Professionals bill for their services under their license, not their years of company loyalty or industry experience. Consumers are figuring that out; and, insurance companies have always known that any single factor (such as experience) doesn’t equate superior clinical outcomes (whether it be short term or in elevating the human capital of an entire population pool); nor does it yield highly rated patient satisfaction composites.
Experience, exposure, loyalty, CEUs, degrees, certifications… what matters is PERFORMANCE. Performance is measurable and while there is undeniable value behind a lifetime built upon mastery of a craft… that mastery still need to be put to the test and PROVEN. Once proven, such champions must be elevated to lead the charge & publicly supported by colleagues in doing so.
All the above: It’s not me that’s saying it. It’s our customers. It’s our healthcare consumers and our 3rd party payers. THEY, want it. THEY want the proof… that WE, are worth it. How else can be prove it, other than carefully collected data from both objective standpoints and consumer perspectives?

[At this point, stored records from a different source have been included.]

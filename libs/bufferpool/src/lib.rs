//! A process-wide pool of reusable byte buffers for the packet path.
//!
//! Every hop on the data path (TUN read, UDP read, heartbeat injection)
//! pulls a buffer and hands it down the queue chain. Returning is tied to
//! `Drop`, so a buffer is released exactly once along every path and can
//! never be touched after release.

#![cfg_attr(test, allow(clippy::unwrap_used))]

use std::{
    ops::{Deref, DerefMut},
    sync::Arc,
};

use bytes::BytesMut;

#[derive(Clone)]
pub struct BufferPool<B> {
    inner: Arc<lockfree_object_pool::MutexObjectPool<B>>,
}

impl<B> BufferPool<B>
where
    B: Buf,
{
    pub fn new(capacity: usize) -> Self {
        Self {
            // Recycled buffers are restored to full capacity so a fresh pull
            // can always hold a whole packet.
            inner: Arc::new(lockfree_object_pool::MutexObjectPool::new(
                move || B::with_capacity(capacity),
                move |buf| buf.resize_to(capacity),
            )),
        }
    }

    pub fn pull(&self) -> Buffer<B> {
        Buffer {
            inner: self.inner.pull_owned(),
            pool: self.inner.clone(),
        }
    }
}

impl<B> BufferPool<B>
where
    B: Buf + DerefMut<Target = [u8]>,
{
    /// Pulls a buffer and initialises it with `data`, truncated to its length.
    pub fn pull_initialised(&self, data: &[u8]) -> Buffer<B> {
        let mut buffer = self.pull();
        let len = data.len();

        buffer.resize_to(len);
        buffer.copy_from_slice(data);

        buffer
    }
}

pub struct Buffer<B> {
    inner: lockfree_object_pool::MutexOwnedReusable<B>,
    pool: Arc<lockfree_object_pool::MutexObjectPool<B>>,
}

impl<B> Clone for Buffer<B>
where
    B: Buf,
{
    fn clone(&self) -> Self {
        let mut copy = self.pool.pull_owned();

        self.inner.deref().clone_into_buf(&mut copy);

        Self {
            inner: copy,
            pool: self.pool.clone(),
        }
    }
}

impl<B> PartialEq for Buffer<B>
where
    B: Deref<Target = [u8]>,
{
    fn eq(&self, other: &Self) -> bool {
        self.inner.deref().deref() == other.inner.deref().deref()
    }
}

impl<B> Eq for Buffer<B> where B: Deref<Target = [u8]> {}

impl<B> std::fmt::Debug for Buffer<B> {
    fn fmt(&self, f: &mut std::fmt::Formatter<'_>) -> std::fmt::Result {
        f.debug_tuple("Buffer").finish()
    }
}

impl<B> Deref for Buffer<B> {
    type Target = B;

    fn deref(&self) -> &Self::Target {
        self.inner.deref()
    }
}

impl<B> DerefMut for Buffer<B> {
    fn deref_mut(&mut self) -> &mut Self::Target {
        self.inner.deref_mut()
    }
}

pub trait Buf: Sized + Send + 'static {
    fn with_capacity(capacity: usize) -> Self;
    fn clone_into_buf(&self, dst: &mut Self);
    fn resize_to(&mut self, len: usize);
}

impl Buf for Vec<u8> {
    fn with_capacity(capacity: usize) -> Self {
        vec![0; capacity]
    }

    fn clone_into_buf(&self, dst: &mut Self) {
        dst.resize(self.len(), 0);
        dst.copy_from_slice(self);
    }

    fn resize_to(&mut self, len: usize) {
        self.resize(len, 0);
    }
}

impl Buf for BytesMut {
    fn with_capacity(capacity: usize) -> Self {
        BytesMut::zeroed(capacity)
    }

    fn clone_into_buf(&self, dst: &mut Self) {
        dst.resize(self.len(), 0);
        dst.copy_from_slice(self);
    }

    fn resize_to(&mut self, len: usize) {
        self.resize(len, 0);
    }
}

#[cfg(test)]
mod tests {
    use super::*;

    #[test]
    fn buffer_can_be_cloned() {
        let pool = BufferPool::<Vec<u8>>::new(1024);

        let buffer = pool.pull_initialised(b"hello world");

        #[allow(clippy::redundant_clone)]
        let buffer2 = buffer.clone();

        assert_eq!(&buffer2[..], &buffer[..]);
    }

    #[test]
    fn cloned_buffer_owns_its_own_memory() {
        let pool = BufferPool::<Vec<u8>>::new(1024);

        let buffer = pool.pull_initialised(b"hello world");

        let buffer2 = buffer.clone();
        drop(buffer);

        assert_eq!(&buffer2[..11], b"hello world");
    }

    #[test]
    fn initialised_buffer_is_only_as_long_as_content() {
        let pool = BufferPool::<Vec<u8>>::new(1024);

        let buffer = pool.pull_initialised(b"hello world");

        assert_eq!(buffer.len(), 11);
    }

    #[test]
    fn returned_buffer_is_reused() {
        let pool = BufferPool::<Vec<u8>>::new(16);

        let first = pool.pull_initialised(b"first");
        drop(first);

        let second = pool.pull_initialised(b"second");
        assert_eq!(&second[..6], b"second");
        assert_eq!(second.len(), 6);

        // A plain pull always comes back at full capacity.
        assert_eq!(pool.pull().len(), 16);
    }
}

This is the economic vector by which healthcare is now aggressively molding itself into a value based marketplace. It’s not new. I’ve personally blogged on the matter for quite some time; and, given free content to help organizations who wish to be on the leading edge (as found in this blog post: Value Based Pay & part of the FREE UpDoc Media Business Collection). For months, companies have been operating at a loss, gobbling up fresh PT talent & shifting their employee compensation packages to a value based system in preparation for valued based healthcare economics.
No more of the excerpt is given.